While the characters in Lei’s writings vary, they all are Chinese women who experience some grand revelations about themselves, which the literary world commonly refers to as an “awakening.” 

“I only write about women protagonists,” Lei said. “There are so many things a writer could write about, but women’s issues and especially women’s awakenings is one of the most important themes in my writing.” 

Lei’s own awakening came after years of being under strict parental rule while growing up in China. According to Lei, it is common for women in China to be pressured into specific careers by their parents, just as her father tried to persuade her to study business.

“I know in China, so many women are like me,” Lei said. “I have many good friends who end up doing work they don’t want to do. One of my good friends became a police woman because that’s what her father wanted her to do. Her father was a military doctor.” 

Despite her father’s wishes, Lei decided to leave China to study English as a second language at the University of Idaho in August 2012. According to Lei, she enlisted the help of her friends to talk her father into letting her go abroad. 

Lei eventually returned to her home city Changsha in Hunan Province in China during the summer of 2015. 

Upon her return, Lei’s parents made it clear they did not approve of her educational choices. One night the conflict came to a head, leading Lei to board a plane back to Idaho the next day. 

“I still remember that night: At 2 in the morning I packed everything and I was waiting until all of [my family] went to bed and fell asleep,” Lei said. “My home is in the center of the city, so outside of my room is the main road. I could hear all the car sounds outside and the people outside, and I tried to convince myself ‘You are a protagonist. If you are the protagonist, this is your time to make the decision.’”  

According to Lei, the hardest part of fleeing the house in the early hours of the morning was having to leave her grandmother behind — especially since she had to do so without explanation. Lei said she and her grandmother were always close and that her grandmother defended Lei in the struggle against her parents. 

“That was a heartbreaking moment because I invited my grandma to my home during that summer because I missed her so much — I grew up with her,” Lei said. “She slept without her door closed, so I could see her and she was snoring. I really wanted to say goodbye to her and I really wanted to explain to her, but I couldn’t, so I just closed her door, walked past her room and went out.” 

For Lei, leaving home signified her own personal awakening — the realization that she would no longer live her life for anybody else. 

“For 25 years … I did not know that I could have a life — I thought I lived for my family, for my parents. I would do whatever they asked me to do,” Lei said. 

However, this realization was not without consequences.
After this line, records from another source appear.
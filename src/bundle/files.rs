use std::sync::Arc;

use chrono::{DateTime, Utc};
use dashmap::DashMap;

use crate::backup::{BackupFileDescription, BackupFileList};

use super::rating::RatingEvaluator;

/// File descriptions collected while composing, shared by the pack workers.
#[derive(Default)]
pub struct BundleFiles {
    files: DashMap<String, BackupFileDescription>,
    rating: Option<Arc<dyn RatingEvaluator>>,
}

#[derive(Debug, Clone, Copy, Default, PartialEq, Eq)]
pub struct BundleFilesCounts {
    pub files: usize,
    pub skipped: usize,
    pub incremented: usize,
    pub corrupt_blocks: usize,
}

impl BundleFiles {
    pub fn new() -> Self {
        Self::default()
    }

    /// Descriptions also record each relation's update count.
    pub fn with_rating(rating: Arc<dyn RatingEvaluator>) -> Self {
        Self {
            files: DashMap::new(),
            rating: Some(rating),
        }
    }

    pub fn add_skipped(&self, name: &str, mtime: DateTime<Utc>) {
        self.add_description(name, BackupFileDescription::skipped(mtime));
    }

    pub fn add_file(&self, name: &str, mtime: DateTime<Utc>, is_incremented: bool) {
        self.add_description(name, BackupFileDescription::packed(mtime, is_incremented));
    }

    pub fn add_file_with_corrupt_blocks(
        &self,
        name: &str,
        mtime: DateTime<Utc>,
        is_incremented: bool,
        corrupt_blocks: Vec<u32>,
        store_all: bool,
    ) {
        let mut desc = BackupFileDescription::packed(mtime, is_incremented);
        desc.set_corrupt_blocks(corrupt_blocks, store_all);
        self.add_description(name, desc);
    }

    pub fn add_description(&self, name: &str, mut desc: BackupFileDescription) {
        if let Some(rating) = &self.rating {
            desc.updates_count = rating.updates_count(name);
        }
        self.files.insert(name.to_string(), desc);
    }

    pub fn get(&self, name: &str) -> Option<BackupFileDescription> {
        self.files.get(name).map(|d| d.value().clone())
    }

    pub fn counts(&self) -> BundleFilesCounts {
        let mut counts = BundleFilesCounts::default();
        for entry in self.files.iter() {
            let desc = entry.value();
            counts.files += 1;
            if desc.is_skipped {
                counts.skipped += 1;
            }
            if desc.is_incremented {
                counts.incremented += 1;
            }
            counts.corrupt_blocks += desc.corrupt_blocks.as_ref().map_or(0, |c| c.count);
        }
        counts
    }

    pub fn to_list(&self) -> BackupFileList {
        self.files
            .iter()
            .map(|entry| (entry.key().clone(), entry.value().clone()))
            .collect()
    }
}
On top of focusing on completing her studies in English Literature, Lei navigated through the added stress of her increasingly strained relationship with her family. 

Lei and her father did not communicate for a year after her decision, and while she and her mother did keep in contact, communications revolved around trying to convince Lei to return to China. Lei and her grandmother communicated in secret for fear of further escalating the conflict. 

Writing fictional stories greatly helped combat the depression caused by conflict in her family, Lei said. 

“I felt all kinds of stress and pain, [but] when I was writing stories, I could go into another, fictional world, so I could kind of escape from reality,” Lei said. “For hours I could just write, and I felt so good. I think that’s where my passion is; I really like it.” 

This love for fictional writing helped Lei decide to get a third master’s degree in creative writing. Lei originally planned to stay in Idaho, but found SIUE after she missed the application deadline for the program at the University of Idaho.

Even though the road was rough, Lei said coming to her own awakening greatly improved many aspects of her life, namely her ability to form empathetic relationships with others.

“I felt like I was distant from the whole world. If I had any kinds of relationships, for example, friendships or a romantic relationship, I was distant from my friends and my boyfriends because it was hard for me to open up and know people. I didn’t know people: I didn’t know how to know people or how to care for people,” Lei said. “After [my awakening], I started to open up and I’m willing to have deeper relationships with people.” 

 In reflecting on her experiences, Lei said she wishes young women knew that they have a choice in who they want to become.

 “I think every girl should know that they have the possibility to do what they want to do,” Lei said. “They always have the choice, and by doing what they truly want to do, they can become a better self.”